The local beavers had their eyes on my lot

 

    Within minutes after first seeing their cabin property, Mike and Carol Clark knew that this was the cabin for them. Actually, it wasn’t the cabin, or the beautifully wooded lot that swayed their decision. It was the beavers.

    Mike and Carol first fell in love with beavers when taking wilderness canoe trips five years before. Now 200 yards from the cabin, tucked away in a shallow bay at the mouth of a small stream, was a large beaver lodge.  They envisioned moonlit canoe outings with Zack, their teenage son, quietly observing beavers in their natural surroundings.

    One summer evening, Mike and Zack decided to sleep in their tent down by the water. Sometime after midnight, they were awakened by the sound of something rustling in the leaves. “Listen, Zack, I think we have visitors,” whispered Mike.
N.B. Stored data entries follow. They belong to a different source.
//! Runtime configuration.
//!
//! Every field has a default so a config file only needs to name what it
//! changes:
//!
//! ```json
//! { "workers": 8, "latency_hours": { "ifs025": 8 }, "ecmwf_archive": "google" }
//! ```

use std::collections::BTreeMap;
use std::path::Path;
use std::time::Duration;

use serde::Deserialize;

use crate::error::{Error, Result};

/// Upper bound for any hour-valued setting (ten years).
const MAX_HOURS: i64 = 24 * 366 * 10;
const MAX_SECS_PER_MEGABYTE: f64 = 3600.0;
const MAX_TIMEOUT_SECS: u64 = 24 * 3600;
const MAX_CHUNK_SIZE: usize = 64 * 1024 * 1024;

/// Latency overrides must be non-negative and representable as a time offset.
pub(crate) fn check_latency(id: &str, hours: i64) -> Result<()> {
    if !(0..=MAX_HOURS).contains(&hours) {
        return Err(Error::InvalidConfig(format!(
            "latency for {id} must be within 0..={MAX_HOURS} hours, got {hours}"
        )));
    }
    Ok(())
}

#[derive(Debug, Clone, Deserialize)]
#[serde(default)]
pub struct FetchConfig {
    /// Size of the download worker pool.
    pub workers: usize,
    /// Runs older than this are fetched from the archive host.
    pub freshness_threshold_hours: i64,
    /// Always use the archive host when the domain has one.
    pub force_archive: bool,
    pub base_timeout_secs: u64,
    /// Added to the base timeout per megabyte of expected payload.
    pub secs_per_megabyte: f64,
    pub chunk_size: usize,
    /// Stop issuing requests once this many seconds have elapsed.
    pub deadline_secs: Option<u64>,
    /// Per-domain latency buffer overrides, in hours.
    pub latency_hours: BTreeMap<String, i64>,
    /// ECMWF archive mirror: `aws`, `azure`, `google`, `ecmwf` or a URL.
    pub ecmwf_archive: Option<String>,
}

impl Default for FetchConfig {
    fn default() -> Self {
        Self {
            workers: 4,
            freshness_threshold_hours: 36,
            force_archive: false,
            base_timeout_secs: 10,
            secs_per_megabyte: 0.5,
            chunk_size: 8192,
            deadline_secs: None,
            latency_hours: BTreeMap::new(),
            ecmwf_archive: None,
        }
    }
}

impl FetchConfig {
    pub fn from_json_str(s: &str) -> Result<Self> {
        let config: FetchConfig = serde_json::from_str(s)?;
        config.validate()?;
        Ok(config)
    }

    pub fn from_json_file(path: impl AsRef<Path>) -> Result<Self> {
        let path = path.as_ref();
        let text = std::fs::read_to_string(path)
            .map_err(|e| Error::InvalidConfig(format!("cannot read {}: {e}", path.display())))?;
        Self::from_json_str(&text)
    }

    pub fn validate(&self) -> Result<()> {
        if self.workers == 0 {
            return Err(Error::InvalidConfig("workers must be >0".into()));
        }
        if self.chunk_size == 0 {
            return Err(Error::InvalidConfig("chunk_size must be >0".into()));
        }
        if self.freshness_threshold_hours < 0 {
            return Err(Error::InvalidConfig(format!(
                "freshness_threshold_hours must be >=0, got {}",
                self.freshness_threshold_hours
            )));
        }
        if self.freshness_threshold_hours > MAX_HOURS {
            return Err(Error::InvalidConfig(format!(
                "freshness_threshold_hours must be <={MAX_HOURS}, got {}",
                self.freshness_threshold_hours
            )));
        }
        if !self.secs_per_megabyte.is_finite()
            || !(0.0..=MAX_SECS_PER_MEGABYTE).contains(&self.secs_per_megabyte)
        {
            return Err(Error::InvalidConfig(format!(
                "secs_per_megabyte must be within 0..={MAX_SECS_PER_MEGABYTE}, got {}",
                self.secs_per_megabyte
            )));
        }
        if self.base_timeout_secs > MAX_TIMEOUT_SECS {
            return Err(Error::InvalidConfig(format!(
                "base_timeout_secs must be <={MAX_TIMEOUT_SECS}, got {}",
                self.base_timeout_secs
            )));
        }
        if self.chunk_size > MAX_CHUNK_SIZE {
            return Err(Error::InvalidConfig(format!(
                "chunk_size must be <={MAX_CHUNK_SIZE}, got {}",
                self.chunk_size
            )));
        }
        for (id, hours) in &self.latency_hours {
            check_latency(id, *hours)?;
        }
        Ok(())
    }

    /// Request timeout for an artifact of roughly `payload_mb` megabytes.
    /// Saturates instead of overflowing for unvalidated values.
    pub fn timeout_for(&self, payload_mb: u32) -> Duration {
        let scaled = Duration::try_from_secs_f64(f64::from(payload_mb) * self.secs_per_megabyte)
            .unwrap_or(Duration::MAX);
        Duration::from_secs(self.base_timeout_secs).saturating_add(scaled)
    }

    pub fn deadline(&self) -> Option<Duration> {
        self.deadline_secs.map(Duration::from_secs)
    }
}

#[cfg(test)]
mod tests {
    use super::*;

    #[test]
    fn partial_json_keeps_defaults() {
        let c = FetchConfig::from_json_str(r#"{"workers": 8, "latency_hours": {"ifs025": 8}}"#)
            .unwrap();
        assert_eq!(c.workers, 8);
        assert_eq!(c.freshness_threshold_hours, 36);
        assert_eq!(c.latency_hours.get("ifs025"), Some(&8));
        assert!(c.ecmwf_archive.is_none());
    }

    #[test]
    fn rejects_zero_workers() {
        assert!(matches!(
            FetchConfig::from_json_str(r#"{"workers": 0}"#),
            Err(Error::InvalidConfig(_))
        ));
        assert!(matches!(FetchConfig::from_json_str("{"), Err(Error::Json(_))));
    }

    #[test]
    fn timeout_scales_with_payload() {
        let c = FetchConfig::default();
        assert_eq!(c.timeout_for(0), Duration::from_secs(10));
        assert_eq!(c.timeout_for(40), Duration::from_secs(30));
        assert!(c.timeout_for(500) > c.timeout_for(8));
    }

    #[test]
    fn reads_config_file() {
        let dir = tempfile::tempdir().unwrap();
        let path = dir.path().join("fetch.json");
        std::fs::write(&path, r#"{"force_archive": true}"#).unwrap();
        assert!(FetchConfig::from_json_file(&path).unwrap().force_archive);
        assert!(FetchConfig::from_json_file(dir.path().join("missing.json")).is_err());
    }

    #[test]
    fn rejects_out_of_range_values() {
        for json in [
            r#"{"freshness_threshold_hours": 9223372036854775}"#,
            r#"{"latency_hours": {"gfs025": 9223372036854775}}"#,
            r#"{"latency_hours": {"gfs025": -1}}"#,
            r#"{"secs_per_megabyte": 1e300}"#,
            r#"{"base_timeout_secs": 18446744073709551615}"#,
            r#"{"chunk_size": 1099511627776}"#,
        ] {
            assert!(
                matches!(FetchConfig::from_json_str(json), Err(Error::InvalidConfig(_))),
                "{json}"
            );
        }
    }

    #[test]
    fn timeout_saturates_for_unvalidated_values() {
        let c = FetchConfig {
            base_timeout_secs: u64::MAX,
            secs_per_megabyte: 1e300,
            ..FetchConfig::default()
        };
        assert_eq!(c.timeout_for(8), Duration::MAX);
    }
}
    For 20 minutes, they lay motionless, wondering if their guests were beavers, raccoons, or squirrels. Suddenly, the guessing game was over. They heard the sound of cracking, splitting wood and the scampering of little feet.
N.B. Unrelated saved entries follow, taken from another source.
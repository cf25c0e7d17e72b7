use std::borrow::Cow;

use url::Url;

use crate::error::{Error, Result};

pub const NOMADS_GFS: &str = "https://nomads.ncep.noaa.gov/pub/data/nccf/com/gfs/prod";
pub const NOMADS_GEFS: &str = "https://nomads.ncep.noaa.gov/pub/data/nccf/com/gens/prod";
pub const NOMADS_HRRR: &str = "https://nomads.ncep.noaa.gov/pub/data/nccf/com/hrrr/prod";
pub const NOMADS_NAM: &str = "https://nomads.ncep.noaa.gov/pub/data/nccf/com/nam/prod";
pub const AWS_GFS: &str = "https://noaa-gfs-bdp-pds.s3.amazonaws.com";
pub const AWS_GEFS: &str = "https://noaa-gefs-pds.s3.amazonaws.com";
pub const AWS_HRRR: &str = "https://noaa-hrrr-bdp-pds.s3.amazonaws.com";
pub const AWS_NAM: &str = "https://noaa-nam-pds.s3.amazonaws.com";
pub const ECMWF_LIVE: &str = "https://data.ecmwf.int/forecasts";
pub const DWD_OPENDATA: &str = "https://opendata.dwd.de/weather/nwp";
pub const METEOFRANCE_PNT: &str = "https://object.data.gouv.fr/meteofrance-pnt/pnt";

/// Operational host plus an optional long-term archive mirror.
///
/// Providers without an archive always resolve to the live host.
#[derive(Debug, Clone, PartialEq, Eq)]
pub struct HostPair {
    pub live: Cow<'static, str>,
    pub archive: Option<Cow<'static, str>>,
}

impl HostPair {
    pub const fn new(live: &'static str, archive: &'static str) -> Self {
        Self {
            live: Cow::Borrowed(live),
            archive: Some(Cow::Borrowed(archive)),
        }
    }

    pub const fn live_only(live: &'static str) -> Self {
        Self {
            live: Cow::Borrowed(live),
            archive: None,
        }
    }

    pub fn select(&self, use_archive: bool) -> &str {
        match (&self.archive, use_archive) {
            (Some(archive), true) => archive,
            _ => &self.live,
        }
    }
}

/// Named ECMWF open-data mirrors (same set the upstream client knows).
///
/// If `source` is already an `http(s)` URL, it is used as-is.
pub fn ecmwf_source_to_base_url(source: &str) -> Option<&'static str> {
    match source {
        "ecmwf" => Some(ECMWF_LIVE),
        "azure" => Some("https://ai4edataeuwest.blob.core.windows.net/ecmwf"),
        "aws" => Some("https://ecmwf-forecasts.s3.eu-central-1.amazonaws.com"),
        "google" => Some("https://storage.googleapis.com/ecmwf-open-data"),
        _ => None,
    }
}

pub fn is_http_url(s: &str) -> bool {
    s.starts_with("http://") || s.starts_with("https://")
}

/// Resolve a mirror name or URL into a base URL without trailing slash.
pub fn resolve_mirror(source: &str) -> Result<String> {
    if is_http_url(source) {
        let parsed = Url::parse(source)?;
        if parsed.host_str().is_none() {
            return Err(Error::InvalidConfig(format!("mirror url has no host: {source}")));
        }
        return Ok(source.trim_end_matches('/').to_string());
    }
    ecmwf_source_to_base_url(source)
        .map(str::to_string)
        .ok_or_else(|| Error::InvalidConfig(format!("unknown mirror: {source}")))
}

#[cfg(test)]
mod tests {
    use super::*;

    #[test]
    fn select_falls_back_to_live_without_archive() {
        let pair = HostPair::live_only(DWD_OPENDATA);
        assert_eq!(pair.select(true), DWD_OPENDATA);
        let pair = HostPair::new(NOMADS_GFS, AWS_GFS);
        assert_eq!(pair.select(false), NOMADS_GFS);
        assert_eq!(pair.select(true), AWS_GFS);
    }

    #[test]
    fn resolves_mirror_names_and_urls() {
        assert_eq!(
            resolve_mirror("google").unwrap(),
            "https://storage.googleapis.com/ecmwf-open-data"
        );
        assert_eq!(
            resolve_mirror("https://mirror.example.org/ecmwf/").unwrap(),
            "https://mirror.example.org/ecmwf"
        );
        assert!(resolve_mirror("ftp-ish").is_err());
        assert!(resolve_mirror("https://").is_err());
    }
}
    “Incoming,” yelled Zack, as a tree toppled over and crashed to the ground a mere four feet from their tent. Shaken, Mike and Zack spent the rest of the evening in the safety of the cabin.

    Over the next several weeks, the beavers felled seven more trees on the Clark’s property. No other lit on the lake was touched. To deter the beavers’ gnawing, the Clarks painstakingly placed wire fencing around the trunk of each remaining tree. The beavers are now logging elsewhere. It appears to have worked.